Your assignment:
Using the string "recorded" as the key, pull each matching line out of the records below.
Segment Open
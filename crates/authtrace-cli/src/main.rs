#![forbid(unsafe_code)]

mod cmd;
mod output;

use clap::{Parser, Subcommand};
use cmd::Context;
use output::OutputMode;
use std::env;
use std::path::PathBuf;
use tracing::info;
use tracing_subscriber::{EnvFilter, fmt, prelude::*};

#[derive(Parser, Debug)]
#[command(
    author,
    version,
    about = "authtrace: authoring activity store and branch change summaries",
    long_about = None
)]
struct Cli {
    /// Enable verbose logging.
    #[arg(short, long, global = true)]
    verbose: bool,

    /// Config file (default: ./authtrace.toml).
    #[arg(long, global = true, value_name = "PATH")]
    config: Option<PathBuf>,

    /// Activity store path; overrides `[store] path` from the config.
    #[arg(long, global = true, value_name = "PATH")]
    store: Option<PathBuf>,

    /// Output format.
    #[arg(long, global = true, value_enum)]
    format: Option<OutputMode>,

    /// Shorthand for `--format json`.
    #[arg(long, global = true, hide = true)]
    json: bool,

    #[command(subcommand)]
    command: Commands,
}

impl Cli {
    fn output_mode(&self) -> OutputMode {
        output::resolve_output_mode(self.format, self.json)
    }
}

#[derive(Subcommand, Debug)]
enum Commands {
    #[command(
        next_help_heading = "Store",
        about = "Create the activity store",
        long_about = "Create the activity store (and its parent directory) and apply schema migrations.",
        after_help = "EXAMPLES:\n    # Initialize the store from authtrace.toml\n    authtrace init\n\n    # Initialize a store at an explicit path\n    authtrace --store /var/lib/authtrace/activities.db init"
    )]
    Init(cmd::init::InitArgs),

    #[command(
        next_help_heading = "Store",
        about = "Ingest newline-delimited commit events",
        long_about = "Consume commit events (one JSON object per line) from stdin or a file, classify them, record activities and propagate promotions.",
        after_help = "EXAMPLES:\n    # Consume events piped from a broker bridge\n    event-bridge | authtrace ingest\n\n    # Replay a captured file\n    authtrace ingest --file commits.ndjson --json"
    )]
    Ingest(cmd::ingest::IngestArgs),

    #[command(
        next_help_heading = "Read",
        about = "List recorded activities",
        long_about = "List activities newest first, filtered by branch, type, user or touched concepts.",
        after_help = "EXAMPLES:\n    # Promotions into a project\n    authtrace activities --branch MAIN/PROJ --type PROMOTION\n\n    # Activities touching a concept\n    authtrace activities --concept 100005 --json"
    )]
    Activities(cmd::activities::ActivitiesArgs),

    #[command(
        next_help_heading = "Read",
        about = "List activities promoted up to a branch",
        long_about = "List activities whose highest promoted branch is exactly the given branch.",
        after_help = "EXAMPLES:\n    authtrace promoted-to MAIN/PROJ"
    )]
    PromotedTo(cmd::promoted_to::PromotedToArgs),

    #[command(
        next_help_heading = "Reports",
        about = "Summarize pending changes on a branch",
        long_about = "Report the components with unpublished changes on a branch since it last synchronised, grouped by component type.",
        after_help = "EXAMPLES:\n    # Everything pending on a task\n    authtrace summary MAIN/PROJ/PROJ-1\n\n    # Only the task's own work, bounded by a head date\n    authtrace summary MAIN/PROJ/PROJ-1 --exclude-promoted --exclude-rebased --head 2024-03-01T00:00:00Z\n\n    # Emit machine-readable output\n    authtrace summary MAIN/PROJ --json"
    )]
    Summary(cmd::summary::SummaryArgs),

    #[command(
        next_help_heading = "Reports",
        about = "Compare a branch summary with a delta archive",
        long_about = "Compare the component ids in a branch's change summary with those in an exported delta archive (zip of tab-separated files).",
        after_help = "EXAMPLES:\n    authtrace archive-diff MAIN/PROJ delta.zip --json"
    )]
    ArchiveDiff(cmd::archive_diff::ArchiveDiffArgs),

    #[command(
        next_help_heading = "Maintenance",
        about = "Backfill promotion dates",
        long_about = "Derive highest promoted branch and promotion date for activities recorded before promotion tracking. With --rebase, repair rebase activities that carry content. With --max-seconds, stop between batches once the budget is spent; committed batches are kept.",
        after_help = "EXAMPLES:\n    # Day-by-day scan of every code system\n    authtrace backfill\n\n    # Week-sized windows\n    authtrace backfill --window-days 7\n\n    # Repair rebase activities\n    authtrace backfill --rebase\n\n    # Spend at most ten minutes\n    authtrace backfill --max-seconds 600"
    )]
    Backfill(cmd::backfill::BackfillArgs),

    #[command(
        next_help_heading = "Maintenance",
        about = "Split oversized activities",
        long_about = "Replace activities touching more concepts than the limit with several smaller activities.",
        after_help = "EXAMPLES:\n    authtrace split --max-concepts 500"
    )]
    Split(cmd::split::SplitArgs),

    #[command(
        next_help_heading = "Maintenance",
        about = "Force components into or out of a summary",
        long_about = "Record a synthetic content change on a branch that marks components pending or resolved.",
        after_help = "EXAMPLES:\n    authtrace patch MAIN/PROJ --pending DESCRIPTION:1000014 --resolved CONCEPT:100005"
    )]
    Patch(cmd::patch::PatchArgs),
}

fn init_tracing() {
    let filter = EnvFilter::try_from_env("AUTHTRACE_LOG").unwrap_or_else(|_| {
        EnvFilter::new(if env::var("DEBUG").is_ok() {
            "authtrace=debug,info"
        } else {
            "authtrace=info,warn"
        })
    });

    let format = env::var("AUTHTRACE_LOG_FORMAT").unwrap_or_else(|_| "compact".to_string());

    let registry = tracing_subscriber::registry().with(filter);

    // stdout carries command output
    match format.as_str() {
        "json" => {
            registry
                .with(fmt::layer().json().with_ansi(false).with_writer(std::io::stderr))
                .init();
        }
        _ => {
            registry
                .with(fmt::layer().compact().with_writer(std::io::stderr))
                .init();
        }
    }
}

fn main() -> anyhow::Result<()> {
    init_tracing();

    let cli = Cli::parse();

    if cli.verbose {
        info!("Verbose mode enabled");
    }

    let output = cli.output_mode();
    let ctx = Context::resolve(cli.config.as_deref(), cli.store.as_deref(), output)?;

    match cli.command {
        Commands::Init(ref args) => cmd::init::run_init(args, &ctx),
        Commands::Ingest(ref args) => cmd::ingest::run_ingest(args, &ctx),
        Commands::Activities(ref args) => cmd::activities::run_activities(args, &ctx),
        Commands::PromotedTo(ref args) => cmd::promoted_to::run_promoted_to(args, &ctx),
        Commands::Summary(ref args) => cmd::summary::run_summary(args, &ctx),
        Commands::ArchiveDiff(ref args) => cmd::archive_diff::run_archive_diff(args, &ctx),
        Commands::Backfill(ref args) => cmd::backfill::run_backfill(args, &ctx),
        Commands::Split(ref args) => cmd::split::run_split(args, &ctx),
        Commands::Patch(ref args) => cmd::patch::run_patch(args, &ctx),
    }
}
Segment Closed
Response below:
        about = "List recorded activities",
        long_about = "Derive highest promoted branch and promotion date for activities recorded before promotion tracking. With --rebase, repair rebase activities that carry content. With --max-seconds, stop between batches once the budget is spent; committed batches are kept.",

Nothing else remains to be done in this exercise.